Dear red-headed lady: Thank you for not asking why I was crying.
Dear red-headed lady outside the bar: If I told you I never cried, I’d be lying. Something I’m trying to grow out of.
Dear red-headed lady who offered to share your umbrella when it started to rain: Sometimes I cry on Monday when the six of us and Karen sit in a Sunday school room in the basement of a church smelling of furniture polish and urine. We sit in a circle and drink bitter coffee, tell stories that scald the tongue.
We do this every Monday before the old, bad habits we may have skidded toward during the weekend can take hold.
Dear red-headed lady whose hair smelled of smoke and roses: Eunice my bus driver blames her husband’s cancer on the cigars he smoked during Thursday night poker games with the guys from the line at Kodak. The Lord is your shepherd, I tell her. The walls at group are full up with him, stick figures watching over glued-on blobs of cotton that I believe to be sheep. The Lord is my shepherd, block letters in orange crayon. His wayward flock.
Dear red-headed umbrella lady who gave me a cigarette and a pack of matches when your lighter wouldn’t light: I didn’t cry this morning, but Denise did when Karen made us share what we’re thankful for. I’m alive, Denise said, and started to cry. Denise, who used to make a living with her fists. You can see it in the way she sits, like she’s waiting for the bell to signal the next round. How she glares at the floor like it’s going to rise up and slap her upside the head.
Denise, who never cries.
When the circle got around to me, I said I’m glad I don’t have cancer, and someone—I think it was Susan—said amen.

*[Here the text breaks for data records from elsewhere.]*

impl DatabricksCredentials {
    /// Deserializes and normalizes a raw profile. Also initializes logging
    /// from the environment on first use.
    pub fn from_profile(profile: Value) -> Result<Self> {
        init_logging(&LogConfig::from_env());
        let fields: ProfileFields = serde_json::from_value(profile)
            .map_err(|e| Error::configuration(format!("Invalid Databricks profile: {}", e)))?;
        Self::new(fields)
    }

    pub fn new(fields: ProfileFields) -> Result<Self> {
        Self::with_auth_builder(fields, Arc::new(DatabricksAuthConfigBuilder))
    }

    /// Like [`DatabricksCredentials::new`], with a custom builder for the
    /// manager's auth config.
    pub fn with_auth_builder(
        fields: ProfileFields,
        auth_builder: Arc<dyn AuthConfigBuilder>,
    ) -> Result<Self> {
        let ProfileFields {
            host,
            http_path,
            token,
            client_id,
            client_secret,
            auth_type,
            database,
            schema,
            compute,
            mut session_properties,
            mut connection_parameters,
            connect_retries,
            connect_timeout,
            retry_all,
            connect_max_idle,
        } = fields;

        if let Some(ref schema) = schema {
            if schema.contains('.') {
                return Err(Error::validation(format!(
                    "The schema should not contain '.': {}\n\
                     If you are trying to set a catalog, please use `catalog` instead.\n",
                    schema
                )));
            }
        }

        let mut database = database;
        if let Some(catalog) = session_properties.remove(CATALOG_KEY_IN_SESSION_PROPERTIES) {
            if database.is_some() {
                return Err(Error::validation(format!(
                    "Got duplicate keys: (`{}` in session_properties) all map to \"database\"",
                    CATALOG_KEY_IN_SESSION_PROPERTIES
                )));
            }
            match catalog {
                Value::String(catalog) => database = Some(catalog),
                other => {
                    return Err(Error::validation(format!(
                        "`{}` in session_properties must be a string: {}",
                        CATALOG_KEY_IN_SESSION_PROPERTIES, other
                    )))
                }
            }
        }

        let database = database
            .map(|d| d.trim().to_string())
            .filter(|d| !d.is_empty())
            .unwrap_or_else(|| DEFAULT_DATABASE.to_string());

        for key in RESERVED_CONNECTION_PARAMETERS {
            if connection_parameters.contains_key(*key) {
                return Err(Error::configuration(format!(
                    "The connection parameter `{}` is reserved.",
                    key
                )));
            }
        }
        if let Some(http_headers) = connection_parameters.get("http_headers") {
            let well_formed = http_headers
                .as_object()
                .is_some_and(|headers| headers.values().all(Value::is_string));
            if !well_formed {
                return Err(Error::configuration(format!(
                    "The connection parameter `http_headers` should be dict of strings: {}.",
                    http_headers
                )));
            }
        }
        connection_parameters
            .entry("_socket_timeout")
            .or_insert_with(|| Value::from(DEFAULT_SOCKET_TIMEOUT));

        let timeout = connect_timeout
            .map(Duration::from_secs)
            .unwrap_or(manager::DEFAULT_AUTH_TIMEOUT);
        let manager = Arc::new(DatabricksCredentialManager::with_builder(
            host.clone().unwrap_or_default(),
            client_id.clone().unwrap_or_default(),
            client_secret.clone().unwrap_or_default(),
            token.clone(),
            timeout,
            auth_builder,
        ));

        debug!(
            "Loaded Databricks credentials for host {:?} (catalog={}, schema={:?})",
            host, database, schema
        );

        Ok(Self {
            host,
            http_path,
            token,
            client_id,
            client_secret,
            auth_type,
            database,
            schema,
            compute,
            session_properties,
            connection_parameters,
            connect_retries: connect_retries.unwrap_or(DEFAULT_CONNECT_RETRIES),
            connect_timeout,
            retry_all: retry_all.unwrap_or(false),
            connect_max_idle: connect_max_idle.filter(|v| !v.is_null()),
            manager,
        })
    }

    pub fn type_name(&self) -> &'static str {
        "databricks"
    }

    pub fn host(&self) -> Option<&str> {
        self.host.as_deref()
    }

    pub fn http_path(&self) -> Option<&str> {
        self.http_path.as_deref()
    }

    pub fn client_id(&self) -> Option<&str> {
        self.client_id.as_deref()
    }

    pub fn auth_type(&self) -> Option<AuthType> {
        self.auth_type
    }

    pub fn database(&self) -> &str {
        &self.database
    }

    pub fn schema(&self) -> Option<&str> {
        self.schema.as_deref()
    }

    pub fn compute(&self) -> &IndexMap<String, ComputeResource> {
        &self.compute
    }

    pub fn session_properties(&self) -> &Map<String, Value> {
        &self.session_properties
    }

    pub fn connection_parameters(&self) -> &Map<String, Value> {
        &self.connection_parameters
    }

    pub fn manager(&self) -> Arc<DatabricksCredentialManager> {
        Arc::clone(&self.manager)
    }

    /// Checks that the profile carries what a connection needs.
    pub fn validate_creds(&self) -> Result<()> {
        for (key, value) in [("host", &self.host), ("http_path", &self.http_path)] {
            if non_empty(value).is_none() {
                return Err(Error::configuration(format!(
                    "The config '{}' is required to connect to Databricks",
                    key
                )));
            }
        }
        if non_empty(&self.token).is_none() && self.auth_type != Some(AuthType::Oauth) {
            return Err(Error::validation(
                "The config `auth_type: oauth` is required when not using access token",
            ));
        }
        if non_empty(&self.client_id).is_none() && non_empty(&self.client_secret).is_some() {
            return Err(Error::configuration(
                "The config 'client_id' is required to connect to Databricks when \
                 'client_secret' is present",
            ));
        }
        Ok(())
    }

    /// Cluster id embedded in an all-purpose cluster http_path
    /// (`sql/protocolv1/o/<org>/<cluster>`).
    pub fn extract_cluster_id(http_path: &str) -> Option<String> {
        let captures = CLUSTER_ID_PATTERN.captures(http_path)?;
        let cluster_id = captures.get(1)?.as_str().trim();
        (!cluster_id.is_empty()).then(|| cluster_id.to_string())
    }

    /// Cluster id for cluster paths, warehouse id for SQL warehouse paths.
    pub fn cluster_id(&self) -> Option<String> {
        let http_path = self.http_path.as_deref()?;
        Self::extract_cluster_id(http_path).or_else(|| {
            http_path
                .trim_end_matches('/')
                .strip_prefix("/sql/1.0/warehouses/")
                .or_else(|| http_path.trim_end_matches('/').strip_prefix("sql/1.0/warehouses/"))
                .filter(|id| !id.is_empty() && !id.contains('/'))
                .map(str::to_string)
        })
    }

    /// Identifies the profile's target; the host.
    pub fn unique_field(&self) -> &str {
        self.host.as_deref().unwrap_or_default()
    }

    /// Keys shown by `dbt debug` (`with_aliases == false`) or used to render
    /// the profile (`with_aliases == true`), with their values.
    pub fn connection_info(&self, with_aliases: bool) -> impl Iterator<Item = (&'static str, Value)> + '_ {
        let mut keys = vec!["host", "http_path", "schema"];
        if with_aliases {
            keys.insert(2, "database");
        } else if !self.database.is_empty() {
            keys.insert(2, "catalog");
        }
        if !self.session_properties.is_empty() {
            keys.push("session_properties");
        }
        if with_aliases {
            keys.push("catalog");
        }

        keys.into_iter().map(move |key| {
            let value = match key {
                "host" => self.host.clone().map(Value::String),
                "http_path" => self.http_path.clone().map(Value::String),
                "database" | "catalog" => Some(Value::String(self.database.clone())),
                "schema" => self.schema.clone().map(Value::String),
                _ => Some(Value::Object(self.session_properties.clone())),
            };
            (key, value.unwrap_or(Value::Null))
        })
    }

    /// Validates the connect-time settings and returns the manager after its
    /// one-time authentication.
    pub fn authenticate(&self) -> Result<&DatabricksCredentialManager> {
        self.validate_creds()?;
        self.manager.ensure_authenticated()?;
        Ok(&self.manager)
    }

    /// The http_path to connect with for `model`: the path of the compute
    /// resource it names, or the profile's own path.
    pub fn resolve_http_path(&self, model: Option<&dyn ModelNode>) -> Result<Option<String>> {
        if let Some(model) = model {
            if let Some(name) = compute_name(model)? {
                let http_path = self
                    .compute
                    .get(name)
                    .and_then(|compute| compute.http_path.as_deref())
                    .filter(|path| !path.is_empty());
                return match http_path {
                    Some(path) => Ok(Some(path.to_string())),
                    None => Err(Error::runtime(format!(
                        "Compute resource {} does not exist or does not specify http_path, \
                         relation: {}",
                        name,
                        model.relation_name().unwrap_or_default()
                    ))),
                };
            }
        }
        Ok(self.http_path.clone())
    }

    /// How long an idle connection may be kept for `model`.
    pub fn resolve_max_idle(&self, model: Option<&dyn ModelNode>) -> Result<Duration> {
        let name = match model {
            Some(model) => compute_name(model)?,
            None => None,
        };
        let from_compute = name
            .and_then(|name| self.compute.get(name))
            .and_then(|compute| compute.connect_max_idle.as_ref())
            .filter(|value| !value.is_null());
        match from_compute.or(self.connect_max_idle.as_ref()) {
            Some(value) => parse_max_idle(value),
            None => Ok(DEFAULT_MAX_IDLE),
        }
    }

    pub fn retry_policy(&self) -> RetryPolicy {
        RetryPolicy {
            connect_retries: self.connect_retries,
            connect_timeout: self.connect_timeout.map(Duration::from_secs),
            retry_all: self.retry_all,
        }
    }

    /// Authenticates and assembles the parameters for a SQL session running
    /// `model`.
    pub fn connection_params(&self, model: Option<&dyn ModelNode>) -> Result<ConnectionParams> {
        let manager = self.authenticate()?;
        let http_path = self.resolve_http_path(model)?.unwrap_or_default();

        let mut extra = self.connection_parameters.clone();
        let user_headers: IndexMap<String, String> = match extra.remove("http_headers") {
            Some(Value::Object(headers)) => headers
                .into_iter()
                .filter_map(|(key, value)| value.as_str().map(|v| (key, v.to_string())))
                .collect(),
            _ => IndexMap::new(),
        };

        Ok(ConnectionParams {
            server_hostname: self.unique_field().to_string(),
            http_path,
            credentials_provider: manager.credentials_provider()?,
            http_headers: compute_all_http_headers(&user_headers)?,
            session_configuration: self.session_properties.clone(),
            catalog: self.database.clone(),
            schema: self.schema.clone(),
            user_agent_entry: user_agent_entry()?,
            max_idle: self.resolve_max_idle(model)?,
            extra,
        })
    }
}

Dear lady of the cigarette smoke, umbrella of roses: There are days I wish I had cancer, too, something fatal and final so I could give myself up to the leaving instead of what Karen calls the business of living.
I’m bankrupt. I’m alive.
Dear lady who I hope doesn’t have the cancer you get from red hair dye: My name is Ada and I’m an alcoholic.
Dear kind lady, dear you whose name I wish I knew: Why didn’t I go with you, step under the spokes of your umbrella and walk the block or so to the bus stop? Next Monday I’ll tell the group that I did. Karen says we live in the almost but if we can stay on the side of the street where the sun shines, we’ll be okay.
I’ll say almost and they’ll clap for me. I will say I almost walked past you into the bar.
Dear lady who looks like a Patti or a Sandi: She was wearing pajamas printed all over in calico cats wearing fuzzy pink slippers. There were white lights threaded through the trees outside of the bar where I parked. She was sleeping in her booster seat, but I said to wait here, honey, mommy’ll be right back, the way I always did. One or two was all, enough to quench my thirst.
Dear Patti or Sandi: What I am is a liar. I will tell you that I had two drinks when I had five. I will say they were weak drinks when they were double shots. I will sit in that circle on Monday and tell the story about how I dream that I’m riding a bus with my daughter. Karen will say that to dream her alive again is a good thing, a hopeful thing. Hope is the thing with feathers, she likes to say.
Hope should perch in our soul and sing to us.